Dear young friend, one of the most important and frequent questions you will ever have to answer in life is the question, who are you? Please don’t make the mistake that this is a question about your name. As important as your name is, it is not who you are, it is merely a label
The question who are you or whose son or daughter are you? is a question about your very essence, history or your people. It is also a question about the makeup of the person standing in front of the enquirer. ‘The Who’, is very different from ‘The What’. So if I say who are you?
Please don’t tell me your name. That is the what. That’s why you never ask “who is your name”. ‘The What’ is a thing, and ‘The Who’ is a person; it is much deeper. It speaks to your personality, what makes you, you. The challenge about swapping “The Who” with “The What” is that
When you discribe ‘The What’, after 10 seconds, you start to sound very boring. Whenever you say “may name is X, I am from Y, I was born on Z”, most people lose interest. But when you describe yourself with ‘The Who’, people pay keen attention. Let me tell you a short story...

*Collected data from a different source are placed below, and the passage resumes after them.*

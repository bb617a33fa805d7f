//! Embedding provider trait.
//!
//! Defines the interface for turning item text into vectors.

use async_trait::async_trait;
use tracing::warn;

use crate::error::EmbeddingError;

/// Trait for embedding providers.
///
/// Implementations must be thread-safe (Send + Sync) for concurrent use.
#[async_trait]
pub trait EmbeddingProvider: Send + Sync {
    /// Short provider name for logs (e.g. "hash", "openai")
    fn name(&self) -> &str;

    /// Length of every vector this provider returns.
    fn dimension(&self) -> usize;

    /// Generate an embedding for a single text.
    async fn embed(&self, text: &str) -> Result<Vec<f32>, EmbeddingError>;

    /// Generate embeddings for multiple texts.
    /// Default implementation calls embed() for each text.
    async fn embed_batch(&self, texts: &[String]) -> Result<Vec<Vec<f32>>, EmbeddingError> {
        let mut out = Vec::with_capacity(texts.len());
        for text in texts {
            out.push(self.embed(text).await?);
        }
        Ok(out)
    }
}

/// Embed `text`, returning a zero vector of the provider's dimension on failure.
///
/// Zero vectors have no similarity to anything, so downstream consumers treat
/// the item as unembedded.
pub async fn embed_or_zero(provider: &dyn EmbeddingProvider, text: &str) -> Vec<f32> {
    match provider.embed(text).await {
        Ok(v) => v,
        Err(e) => {
            warn!(provider = provider.name(), error = %e, "Embedding failed, using zero vector");
            vec![0.0; provider.dimension()]
        }
    }
}

/// Check whether a vector is all zeros (a failed embedding).
pub fn is_zero_vector(v: &[f32]) -> bool {
    v.iter().all(|x| *x == 0.0)
}
//! Error types for the MindCanvas system.

use thiserror::Error;

/// Unified error type for shared operations.
#[derive(Debug, Error)]
pub enum CanvasError {
    /// Configuration error
    #[error("Configuration error: {0}")]
    Config(String),

    /// Serialization/deserialization error
    #[error("Serialization error: {0}")]
    Serialization(#[from] serde_json::Error),

    /// Not found error
    #[error("Not found: {0}")]
    NotFound(String),

    /// Invalid input error
    #[error("Invalid input: {0}")]
    InvalidInput(String),
}
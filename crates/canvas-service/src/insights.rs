//! Collection-level summaries: trending topics, analytics, recommendations
//! and stats.
//!
//! Pure functions over an item snapshot.

use std::collections::{BTreeMap, HashSet};

use serde::{Deserialize, Serialize};

use canvas_types::{Item, ItemId};

/// Minimum quality score for a recommendation.
pub const RECOMMENDATION_MIN_QUALITY: u8 = 7;

/// A topic with its frequency across the collection.
#[derive(Debug, Clone, PartialEq, Serialize, Deserialize)]
pub struct TrendingTopic {
    pub topic: String,
    pub count: usize,
    /// Mean quality of items carrying the topic, one decimal
    pub average_quality: f64,
}

/// Totals by processing method and content type.
#[derive(Debug, Clone, Default, PartialEq, Serialize, Deserialize)]
pub struct Analytics {
    pub total_content: usize,
    pub by_processing_method: BTreeMap<String, usize>,
    pub by_content_type: BTreeMap<String, usize>,
    /// Two decimals; 0 for an empty collection
    pub average_quality: f64,
}

/// A high-quality item worth revisiting.
#[derive(Debug, Clone, PartialEq, Serialize, Deserialize)]
pub struct Recommendation {
    pub id: ItemId,
    pub url: String,
    pub title: String,
    pub summary: String,
    pub content_type: String,
    pub quality_score: u8,
}

/// Collection counters.
#[derive(Debug, Clone, Default, PartialEq, Eq, Serialize, Deserialize)]
pub struct CollectionStats {
    pub total_items: usize,
    pub embedded_items: usize,
    pub distinct_topics: usize,
}

fn round_to(value: f64, places: i32) -> f64 {
    let factor = 10f64.powi(places);
    (value * factor).round() / factor
}

/// Raw topic occurrences, most frequent first. Ties keep first-seen order.
pub fn trending_topics(items: &[Item], limit: usize) -> Vec<TrendingTopic> {
    // (topic, count, quality sum)
    let mut tallies: Vec<(&str, usize, u32)> = Vec::new();
    for item in items {
        for topic in &item.topics {
            match tallies.iter_mut().find(|(t, _, _)| *t == topic.as_str()) {
                Some((_, count, quality)) => {
                    *count += 1;
                    *quality += u32::from(item.quality_score);
                }
                None => tallies.push((topic.as_str(), 1, u32::from(item.quality_score))),
            }
        }
    }

    tallies.sort_by(|a, b| b.1.cmp(&a.1));
    tallies
        .into_iter()
        .take(limit)
        .map(|(topic, count, quality)| TrendingTopic {
            topic: topic.to_string(),
            count,
            average_quality: round_to(f64::from(quality) / count as f64, 1),
        })
        .collect()
}

pub fn analytics(items: &[Item]) -> Analytics {
    if items.is_empty() {
        return Analytics::default();
    }

    let mut result = Analytics {
        total_content: items.len(),
        ..Default::default()
    };
    let mut quality_sum = 0u32;
    for item in items {
        let method = item
            .processing_method
            .clone()
            .unwrap_or_else(|| "unknown".to_string());
        *result.by_processing_method.entry(method).or_insert(0) += 1;
        *result
            .by_content_type
            .entry(item.content_type.clone())
            .or_insert(0) += 1;
        quality_sum += u32::from(item.quality_score);
    }
    result.average_quality = round_to(f64::from(quality_sum) / items.len() as f64, 2);
    result
}

/// Items at or above the recommendation quality, best first.
pub fn recommendations(items: &[Item], limit: usize) -> Vec<Recommendation> {
    let mut picks: Vec<&Item> = items
        .iter()
        .filter(|item| item.quality_score >= RECOMMENDATION_MIN_QUALITY)
        .collect();
    picks.sort_by(|a, b| b.quality_score.cmp(&a.quality_score));

    picks
        .into_iter()
        .take(limit)
        .map(|item| Recommendation {
            id: item.id,
            url: item.url.clone(),
            title: item.title.clone(),
            summary: item.summary.clone(),
            content_type: item.content_type.clone(),
            quality_score: item.quality_score,
        })
        .collect()
}

pub fn collection_stats(items: &[Item]) -> CollectionStats {
    let topics: HashSet<&str> = items
        .iter()
        .flat_map(|item| item.topics.iter().map(String::as_str))
        .collect();
    CollectionStats {
        total_items: items.len(),
        embedded_items: items.iter().filter(|item| item.has_embedding()).count(),
        distinct_topics: topics.len(),
    }
}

In 2017, Strive Masiyiwa came to Lagos. My wife and I were honoured to have been invited by his team to join the conversation. He wanted to know a lot of the young people in the room and so he impromptly asked that the mic should be passed around for people to say who they were.
From one person to another, “my name is blah blah blah”, it went on and on, until this moment that I and I am sure everyone else will never forget. A young man picked up the mic and said,
“my name is not important, but who I am is. I have spent the last 10 years of my life helping prisoners escape prison”. I kid you not, the entire room of over 200 people (400 eyes) turned to look at this guy. Strive said, “wait, you are who? And you do what”, he said it again.

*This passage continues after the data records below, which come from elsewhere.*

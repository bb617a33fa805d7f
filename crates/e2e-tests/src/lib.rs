//! End-to-end test infrastructure for MindCanvas.
//!
//! Provides a shared TestHarness and fixture collections for tests
//! covering import, clustering, export and search.

use std::sync::Arc;
use std::time::Duration;

use async_trait::async_trait;
use canvas_embeddings::{EmbeddingError, EmbeddingProvider, HashEmbedder};
use canvas_graph::{GraphConfig, GraphExporter, GraphOracle, RelatedItemFinder};
use canvas_service::KnowledgeService;
use canvas_storage::Storage;
use canvas_types::NewItem;

/// Shared test harness for E2E tests.
pub struct TestHarness {
    /// Keeps temp dir alive for the lifetime of the harness
    pub _temp_dir: tempfile::TempDir,
    /// Shared storage instance
    pub storage: Arc<Storage>,
    pub config: GraphConfig,
}

impl TestHarness {
    /// Create a new test harness with temp directory and storage.
    pub fn new() -> Self {
        let temp_dir = tempfile::TempDir::new().expect("Failed to create temp dir");
        let storage =
            Arc::new(Storage::open(temp_dir.path()).expect("Failed to open test storage"));

        Self {
            _temp_dir: temp_dir,
            storage,
            config: GraphConfig::default(),
        }
    }

    /// Service with the offline hash embedder and no oracle.
    pub fn service(&self) -> KnowledgeService {
        self.service_with(None, Arc::new(HashEmbedder::new(64).expect("valid dimension")))
    }

    /// Service with an explicit oracle and embedder.
    pub fn service_with(
        &self,
        oracle: Option<Arc<dyn GraphOracle>>,
        embedder: Arc<dyn EmbeddingProvider>,
    ) -> KnowledgeService {
        KnowledgeService::new(
            self.storage.clone(),
            embedder,
            GraphExporter::new(&self.config, oracle, Duration::from_secs(2)),
            RelatedItemFinder::new(self.config.related.clone(), self.config.search.clone()),
            4,
        )
    }

    /// Store records directly, bypassing the service.
    pub fn seed(&self, records: Vec<NewItem>) {
        self.storage
            .put_new_items(records)
            .expect("Failed to seed items");
    }
}

impl Default for TestHarness {
    fn default() -> Self {
        Self::new()
    }
}

/// Embedding provider that is always unreachable.
pub struct UnreachableEmbedder;

#[async_trait]
impl EmbeddingProvider for UnreachableEmbedder {
    fn name(&self) -> &str {
        "unreachable"
    }

    fn dimension(&self) -> usize {
        64
    }

    async fn embed(&self, _text: &str) -> Result<Vec<f32>, EmbeddingError> {
        Err(EmbeddingError::Api("connection refused".to_string()))
    }
}

/// Build a record with topics, content type and quality.
pub fn record(title: &str, topics: &[&str], content_type: &str, quality: u8) -> NewItem {
    let mut record = NewItem::new(title);
    record.summary = format!("Summary of {}", title);
    record.topics = topics.iter().map(|t| t.to_string()).collect();
    record.content_type = content_type.to_string();
    record.quality_score = quality;
    record.url = format!("https://example.com/{}", title.to_lowercase().replace(' ', "-"));
    record
}

/// A browsing history with two clear themes and one stray page.
///
/// Ids after seeding an empty store: 1-3 Python, 4-6 machine learning,
/// 7 cooking.
pub fn themed_collection() -> Vec<NewItem> {
    vec![
        record("Python List Comprehensions", &["Python Programming", "Syntax"], "Tutorial", 8),
        record("Python Decorators", &["Python"], "Tutorial", 7),
        record("Python Packaging Guide", &["Python", "Tooling"], "Article", 6),
        record("Gradient Descent", &["Machine Learning"], "Article", 9),
        record("Backpropagation", &["Machine Learning", "Neural Networks"], "Article", 8),
        record("Overfitting Explained", &["machine learning basics"], "Video", 5),
        record("Sourdough Starter", &["Cooking"], "Recipe", 4),
    ]
}

/// Attach unit embeddings so density clustering separates two themes.
///
/// Items 0-2 point along one axis, 3-5 along another, 6 along a third.
pub fn with_theme_embeddings(mut records: Vec<NewItem>) -> Vec<NewItem> {
    for (i, record) in records.iter_mut().enumerate() {
        let mut v = vec![0.0f32; 8];
        let axis = match i {
            0..=2 => 0,
            3..=5 => 1,
            _ => 2,
        };
        v[axis] = 1.0;
        // Small per-item offset keeps vectors distinct but close
        v[7] = 0.05 * i as f32;
        record.embedding = Some(v);
    }
    records
}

Now everyone became interested. To cut the long story short, he got the floor for 5mins+, to about how he “helps prisoners get out of the prison of the mind, after they’ve been incarcerated for so long, through rehabilitation”. That day, he walked away with an investment of $100k
And a lifetime support of his social enterprise, by Strive and his foundation in Zimbabwe.

The moral of this thread as I read @Aminatsule_’s thread is, knowing WHO you are and answering the question who, accurately opens lifetime doors. Learn it, master it and deliver it well!